La cryptomonnaie attire de nombreuses convoitises, comme l’ont démontré ces dernières semaines le rapt et la séquestration du cofondateur de la société Ledger, David Balland. Un Franco-Marocain de 24 ans, désormais arrêté est soupçonné d’avoir commandité cet enlèvement et une série d’autres dans le milieu des cryptomonnaies.
Les criminels utilisent eux-mêmes de plus en plus de cryptomonnaies : policiers et gendarmes traquent cet argent numérique dans leurs enquêtes. Chaque année, on estime à 50 milliards de dollars le préjudice de l’usage illicite des cryptomonnaies à travers le monde.
De nombreux usages criminels
La criminalité n’ayant pas de frontières, la France n’échappe pas à cette circulation galopante de cryptoactifs. « Les malfaiteurs utilisent cette monnaie dans leurs transactions illicites pour acheter des produits stupéfiants, des véhicules volés ou des armes, principalement sur le darknet« , explique le colonel de gendarmerie Florian Manet, qui commande la division des enquêtes spécialisées au pôle cyber du Ministère de l’Intérieur.
Il poursuit : « On peut aussi évoquer le cas de l’achat de données qui auraient pu être dérobées lors de cyberattaques. Ces données vont ensuite servir à commettre d’autres agissements comme des escroqueries en lignes ». Des cryptomonnaies également utilisées en matière de pédocriminalité, mais pas seulement.
La création d’une nouvelle entité anti-corruption
Les enquêteurs, gendarmes comme policiers, doivent s’adapter à ces nouvelles pratiques
La commissaire Sophie Robert dirige la Brigade financière anti-corruption (BFAC), une nouvelle entité de la police judiciaire parisienne lancée jeudi 5 juin et spécialisée notamment dans le détournement de fonds publics ou la fraude fiscale. « Dans un premier temps, on va développer la sensibilisation de tous les enquêteurs à la détection de cryptomonnaie dans les enquêtes », détaille-t-elle.
« Il n’y a pas que le milieu du banditisme qui blanchit l’argent en cryptomonnaie. »

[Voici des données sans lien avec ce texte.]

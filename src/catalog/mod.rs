//! Test discovery: the class/method tree and the run queue built from it

mod builder;
mod node;
mod queue;

pub use builder::{CatalogBuilder, ClassBuilder, NamespaceBuilder};
pub use node::{
    AsAny, ClassNode, CoroutineBody, FixtureFactory, MethodNode, MethodTestSettings, SyncBody,
    TargetResolution, TestBody, TestCatalog, TestCatalogProvider, TestFixture, TestNode,
};
pub use queue::{QueuedTest, RunFilter};
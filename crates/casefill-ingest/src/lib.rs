pub mod csv_table;
pub mod table_schema;

pub use csv_table::{CsvTable, read_csv_table};
pub use table_schema::parse_table_schema;
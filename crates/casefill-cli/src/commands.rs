use anyhow::{Context, Result};
use comfy_table::{Cell, Table};

use casefill_ingest::{parse_table_schema, read_csv_table};
use casefill_model::{PipelineOptions, parse_utc_offset};

use casefill_cli::config::{Environment, load_environment};
use casefill_cli::pipeline::run_answer_pipeline;
use casefill_cli::types::AnswerRunResult;

use crate::cli::{AnswerArgs, SchemaArgs};
use crate::summary::{apply_table_style, header_cell};

pub fn run_answer(args: &AnswerArgs) -> Result<AnswerRunResult> {
    let environment = match &args.config {
        Some(path) => load_environment(path)?,
        None => Environment::default(),
    };
    let options = build_options(args, &environment)?;
    run_answer_pipeline(
        &args.csv_path,
        &options,
        args.output_dir.as_deref(),
        args.dry_run,
    )
}

pub fn run_schema(args: &SchemaArgs) -> Result<()> {
    let table = read_csv_table(&args.csv_path)
        .with_context(|| format!("read {}", args.csv_path.display()))?;
    let descriptors = parse_table_schema(&table).context("parse table schema")?;
    let mut out = Table::new();
    out.set_header(vec![
        header_cell("Field"),
        header_cell("Type"),
        header_cell("Multi"),
    ]);
    apply_table_style(&mut out);
    for descriptor in &descriptors {
        let type_label = if descriptor.is_case_id() {
            "-"
        } else {
            descriptor.data_type.as_str()
        };
        out.add_row(vec![
            Cell::new(&descriptor.field_name),
            Cell::new(type_label),
            Cell::new(if descriptor.is_multi { "yes" } else { "no" }),
        ]);
    }
    println!("{out}");
    Ok(())
}

/// CLI flags take precedence over the environment file, which takes
/// precedence over defaults.
fn build_options(args: &AnswerArgs, environment: &Environment) -> Result<PipelineOptions> {
    let mut options = PipelineOptions::default();
    if let Some(dir) = environment.asset_dir.as_ref() {
        options = options.with_asset_dir(dir);
    }
    if let Some(dir) = args.assets_dir.as_ref() {
        options = options.with_asset_dir(dir);
    }
    let offset_source = args
        .utc_offset
        .as_deref()
        .or(environment.utc_offset.as_deref());
    if let Some(raw) = offset_source {
        let offset = parse_utc_offset(raw).with_context(|| format!("parse utc offset `{raw}`"))?;
        options = options.with_utc_offset(offset);
    }
    Ok(options)
}
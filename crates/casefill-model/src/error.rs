use thiserror::Error;

/// Fatal pipeline errors.
///
/// Soft per-cell failures (unparseable dates, missing asset files) are not
/// errors; they degrade to empty values and surface as warnings in the
/// transform report.
#[derive(Debug, Error)]
pub enum CasefillError {
    /// Malformed column header detected at table-load time. Aborts the run
    /// before any column is transformed or any output file is written.
    #[error("schema error in header `{header}`: {reason}")]
    Schema { header: String, reason: String },
    #[error("io error: {0}")]
    Io(#[from] std::io::Error),
    #[error("{0}")]
    Message(String),
}

impl CasefillError {
    pub fn schema(header: impl Into<String>, reason: impl Into<String>) -> Self {
        Self::Schema {
            header: header.into(),
            reason: reason.into(),
        }
    }
}

pub type Result<T> = std::result::Result<T, CasefillError>;
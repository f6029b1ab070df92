pub mod codec;
pub mod files;
pub mod table;
pub mod warning;

pub use codec::{
    DATE_FORMAT, DATE_TIME_FORMAT, FILE_SEPARATOR, MULTI_SEPARATOR, encode_cell, encode_multi,
    encode_single,
};
pub use files::{encode_asset, file_type_label};
pub use table::{TransformReport, transform_table};
pub use warning::{CodecFailure, CodecWarning};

Sophie Robert directrice de la BFAC
Sophie Robert précise également que « le milieu de la criminalité en col blanc blanchit également son argent fraudé en cryptomonnaie« , comme un moyen plus discret de commettre ces méfaits
Des échanges difficiles à traquer
Principale difficulté : arriver à suivre des flux financiers parfois totalement anonymes.. Et donc théoriquement intraçables. C’est l’un des atouts pour les possesseurs de cryptomonnaies, mais il y en a d’autres : « La facilité des transactions évite le risque de se déplacer avec une valise pleine d’argent, d’avoir recours à un tiers de confiance qui va opérer cette transaction, parfois sur des continents différents« , explique le colonel Florian Manet. Et le spécialiste de conclure : « Les actifs numériques offrent une fluidité dans les échanges financiers qui évite tout risque de vol ou de confiscation de ces sommes d’argent par d’autres organisations criminelles« .
Pour suivre l’argent et identifier les criminels, les enquêteurs s’équipent notamment de coûteux logiciels spécialisés, espérant mettre la main en perquisitions sur les clefs privées pour accéder aux fonds. 90 millions d’euros ont été saisis ces dix dernières années selon les chiffres de l’AGRASC, l’agence de gestion des avoirs confisqués.